Pressured to wed
MANY women find that when they are at a certain age and unmarried, family and friends continuously nag them about getting married. This is done noticeably if the women are in long-term relationships with their partners and/or are living with them. Some women give in to the pressure and get hitched, while others just continue to live their lives how they want to. All Woman spoke to some unmarried older women about the pressure they are under, and what they have been doing about it.
Gloria, 40:
I’m the eldest and come from a Christian household. My two younger siblings married pretty early. My entire family is pressuring me to get married, and they constantly try to set me up with whom they consider fit for me. I’ve been with my partner for five years. We have a good thing going and I believe sometime soon we will tie the knot. But we will do it in our time on our own terms. There’s no rush.
Jacqueline, 52:
My family wants me to get married, but I don’t want to. Marriage requires too much commitment that I’m not prepared to give. My family has this ‘yuh need a husband fi tek care a yuh’ mentality. I’m a successful and independent career woman; I don’t need a husband to take care of me or ‘mind’ me.
Pauline, 40:
My close girlfriends are all married and their children are biologically their husbands’. I have two children with two different men, I’m unmarried, and I don’t have a partner.

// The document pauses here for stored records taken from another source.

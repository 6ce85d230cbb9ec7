use std::fmt::{self, Display};

use miette::Result;

use crate::{
    error,
    lexer::cursor::Cursor,
    symbol::{Register, Span, SrcOffset},
};

pub mod cursor;

/// Token with its location in the source.
#[derive(Clone, Copy, PartialEq, Eq, Debug)]
pub struct Token {
    pub kind: TokenKind,
    pub span: Span,
}

impl Token {
    pub fn new(kind: TokenKind, span: Span) -> Self {
        Token { kind, span }
    }
}

#[derive(Clone, Copy, PartialEq, Eq, Debug)]
pub enum TokenKind {
    /// `name:` at the start of a statement
    LabelDef,
    /// Opcode or label reference
    Ident,
    Reg(Register),
    Lit(i64),
    Comment,
    /// Spaces, tabs and commas
    Whitespace,
    Newline,
    Eof,
}

impl Display for TokenKind {
    fn fmt(&self, f: &mut fmt::Formatter<'_>) -> fmt::Result {
        let name = match self {
            TokenKind::LabelDef => "label definition",
            TokenKind::Ident => "identifier",
            TokenKind::Reg(_) => "register",
            TokenKind::Lit(_) => "integer literal",
            TokenKind::Comment => "comment",
            TokenKind::Whitespace => "whitespace",
            TokenKind::Newline => "end of line",
            TokenKind::Eof => "end of file",
        };
        f.write_str(name)
    }
}

/// Test if a character separates operands.
pub(crate) fn is_whitespace(c: char) -> bool {
    // Commas are optional separators
    matches!(c, ' ' | '\t' | '\r' | ',')
}

/// Test if a character may start an identifier.
pub(crate) fn is_id_start(c: char) -> bool {
    matches!(c, 'a'..='z' | 'A'..='Z' | '_' | '.')
}

/// Test if a character is considered an identifier character.
pub(crate) fn is_id(c: char) -> bool {
    matches!(c, 'a'..='z' | 'A'..='Z' | '0'..='9' | '_' | '.')
}

/// Splits SML source into tokens, ending with a single `Eof`.
pub fn tokenize(src: &str) -> Result<Vec<Token>> {
    let mut cur = Cursor::new(src);
    let mut toks = Vec::new();
    loop {
        let tok = cur.advance_token(src)?;
        toks.push(tok);
        if tok.kind == TokenKind::Eof {
            return Ok(toks);
        }
    }
}

impl Cursor<'_> {
    pub fn advance_token(&mut self, src: &str) -> Result<Token> {
        let start = self.abs_pos();
        self.reset_pos_within_token();
        let first_char = match self.bump() {
            Some(c) => c,
            None => return Ok(Token::new(TokenKind::Eof, Span::new(SrcOffset(start), 0))),
        };
        let kind = match first_char {
            ';' => {
                self.take_while(|c| c != '\n');
                TokenKind::Comment
            }
            '/' if self.first() == '/' => {
                self.take_while(|c| c != '\n');
                TokenKind::Comment
            }
            '\n' => TokenKind::Newline,
            c if is_whitespace(c) => {
                self.take_while(is_whitespace);
                TokenKind::Whitespace
            }
            // Decimal literal, `#` prefix is accepted for LC3 habits
            '#' | '-' | '+' | '0'..='9' => {
                if first_char == '#' && matches!(self.first(), '-' | '+') {
                    self.bump();
                }
                if first_char == '0' && matches!(self.first(), 'x' | 'X') {
                    self.bump();
                }
                self.take_while(|c| c.is_ascii_alphanumeric());
                let span = self.span_from(start);
                let text = self.get_range(start..self.abs_pos());
                let val = parse_lit(text).map_err(|e| error::lex_invalid_lit(span, src, e))?;
                TokenKind::Lit(val)
            }
            c if is_id_start(c) => {
                self.take_while(is_id);
                let text = self.get_range(start..self.abs_pos());
                if self.first() == ':' {
                    let tok = Token::new(TokenKind::LabelDef, self.span_from(start));
                    // Colon is not part of the label span
                    self.bump();
                    return Ok(tok);
                }
                match text.parse::<Register>() {
                    Ok(reg) => TokenKind::Reg(reg),
                    Err(_) if Register::is_register_name(text) => {
                        return Err(error::lex_bad_register(self.span_from(start), src));
                    }
                    Err(_) => TokenKind::Ident,
                }
            }
            _ => {
                self.take_while(|c| !is_whitespace(c) && c != '\n');
                return Err(error::lex_unknown(self.span_from(start), src));
            }
        };
        Ok(Token::new(kind, self.span_from(start)))
    }

    fn span_from(&self, start: usize) -> Span {
        Span::new(SrcOffset(start), self.pos_within_token() as usize)
    }
}

/// Decimal, optionally signed or `#` prefixed, or `0x` hexadecimal.
fn parse_lit(text: &str) -> std::result::Result<i64, std::num::ParseIntError> {
    let text = text.strip_prefix('#').unwrap_or(text);
    // Sign stays attached to the digits so that i64::MIN parses
    let (sign, digits) = match text.strip_prefix('-') {
        Some(rest) => ("-", rest),
        None => ("", text.strip_prefix('+').unwrap_or(text)),
    };
    match digits.strip_prefix("0x").or_else(|| digits.strip_prefix("0X")) {
        Some(hex) => i64::from_str_radix(&format!("{sign}{hex}"), 16),
        None => format!("{sign}{digits}").parse(),
    }
}
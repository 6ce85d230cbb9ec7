use std::{ffi::OsStr, str::FromStr};

use log::warn;

use crate::{
    error::{Fault, Result},
    machine::{DEFAULT_REGISTERS, MAX_REGISTERS},
};

/// Settings for a single run.
#[derive(Clone, Copy, PartialEq, Eq, Debug)]
pub struct Config {
    /// Amount of registers the machine is built with
    pub registers: usize,
    /// Reading memory that was never written is a fault instead of zero
    pub strict_memory: bool,
    /// Maximum amount of executed instructions, unlimited if `None`
    pub step_limit: Option<u64>,
}

impl Default for Config {
    fn default() -> Self {
        Config {
            registers: DEFAULT_REGISTERS,
            strict_memory: false,
            step_limit: None,
        }
    }
}

impl Config {
    /// Defaults overridden by `SML_REGISTERS`, `SML_STRICT_MEMORY` and `SML_STEP_LIMIT`.
    pub fn from_env() -> Self {
        let mut config = Config::default();
        if let Some(registers) = var_parse::<usize>("SML_REGISTERS") {
            if registers <= MAX_REGISTERS {
                config.registers = registers;
            } else {
                warn!("ignoring SML_REGISTERS={registers}: at most {MAX_REGISTERS} are supported");
            }
        }
        if var_is("SML_STRICT_MEMORY", "1") {
            config.strict_memory = true;
        }
        if let Some(limit) = var_parse("SML_STEP_LIMIT") {
            config.step_limit = Some(limit);
        }
        config
    }

    /// Reject settings a machine cannot be built with.
    pub fn validate(&self) -> Result<()> {
        if self.registers > MAX_REGISTERS {
            return Err(Fault::TooManyRegisters {
                count: self.registers,
                max: MAX_REGISTERS,
            });
        }
        Ok(())
    }
}

fn var_is(name: impl AsRef<OsStr>, value: impl AsRef<str>) -> bool {
    std::env::var(name.as_ref()).is_ok_and(|v| v == value.as_ref())
}

fn var_parse<T: FromStr>(name: &str) -> Option<T> {
    let raw = std::env::var(name).ok()?;
    match raw.trim().parse() {
        Ok(val) => Some(val),
        Err(_) => {
            warn!("ignoring {name}={raw:?}: not a valid number");
            None
        }
    }
}

#[cfg(test)]
mod test {
    use super::*;

    #[test]
    fn defaults() {
        let config = Config::default();
        assert_eq!(config.registers, 32);
        assert!(!config.strict_memory);
        assert_eq!(config.step_limit, None);
    }

    #[test]
    fn register_count_is_bounded() {
        let mut config = Config {
            registers: MAX_REGISTERS,
            ..Config::default()
        };
        assert!(config.validate().is_ok());
        config.registers += 1;
        assert_eq!(
            config.validate(),
            Err(Fault::TooManyRegisters {
                count: MAX_REGISTERS + 1,
                max: MAX_REGISTERS,
            })
        );
    }

    #[test]
    fn unset_variable_does_not_parse() {
        assert_eq!(var_parse::<u64>("SML_TEST_SURELY_UNSET_VARIABLE"), None);
        assert!(!var_is("SML_TEST_SURELY_UNSET_VARIABLE", "1"));
    }
}
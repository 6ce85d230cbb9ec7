use std::fmt::{self, Display};

use crate::{
    error::Result,
    symbol::{ImmediateOrReg, Label},
};

use super::{Exec, Instruction, OperandError, Operands};

/// Print a register or literal as one line of program output.
#[derive(Clone, PartialEq, Eq, Debug)]
pub struct Out {
    pub label: Option<Label>,
    pub src: ImmediateOrReg,
}

impl Display for Out {
    fn fmt(&self, f: &mut fmt::Formatter<'_>) -> fmt::Result {
        write!(f, "out {}", self.src)
    }
}

impl Instruction for Out {
    fn label(&self) -> Option<&Label> {
        self.label.as_ref()
    }

    fn opcode(&self) -> &'static str {
        "out"
    }

    fn execute(&self, exec: &mut Exec<'_>) -> Result<()> {
        let val = exec.value(self.src)?;
        exec.emit(val)?;
        exec.machine.advance()
    }
}

/// Stop the machine.
#[derive(Clone, PartialEq, Eq, Debug)]
pub struct Halt {
    pub label: Option<Label>,
}

impl Display for Halt {
    fn fmt(&self, f: &mut fmt::Formatter<'_>) -> fmt::Result {
        f.write_str("halt")
    }
}

impl Instruction for Halt {
    fn label(&self) -> Option<&Label> {
        self.label.as_ref()
    }

    fn opcode(&self) -> &'static str {
        "halt"
    }

    fn execute(&self, exec: &mut Exec<'_>) -> Result<()> {
        exec.machine.halt();
        Ok(())
    }
}

pub(super) fn build_out(
    label: Option<Label>,
    ops: &mut Operands,
) -> std::result::Result<Box<dyn Instruction>, OperandError> {
    let src = ops.value()?;
    Ok(Box::new(Out { label, src }))
}

pub(super) fn build_halt(
    label: Option<Label>,
    _ops: &mut Operands,
) -> std::result::Result<Box<dyn Instruction>, OperandError> {
    Ok(Box::new(Halt { label }))
}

I feel left out many times, to be honest, especially when they’re planning anniversary celebrations and telling stories. I want to get married so I don’t feel so left out.
Carol, 45:
Oh yes! I do feel pressured to get married, but marriage is so sacred and special. I want to marry the right one. I’m not going to jump and marry Mr Brown because he’s available and everyone says I need to get married. I’m waiting for the right person and we’ll do it when the time is right. Family and friends won’t be the ones stressed and frustrated when the problems come hurling at me. I will be. So in the Jamaican way and a lot more words, I told them to leave us alone and allow us to live our lives.
Paula, 46:
My teenage daughters are pressuring my partner and I to get married. Their friends’ parents are married and they want us to follow suit. I love my girls and would do anything for them, but not in this case. If and when it happens, it will be a time of our choosing, not theirs.
Patrice, 50:
Recently, my friends really turned up the pressure on me to get married, particularly because my better half and I have been together for 10 years and living together for five. But we both had the unfortunate experience of marrying in our early 20s and divorcing shortly afterwards. Neither of us want to get married. We like us the way we are.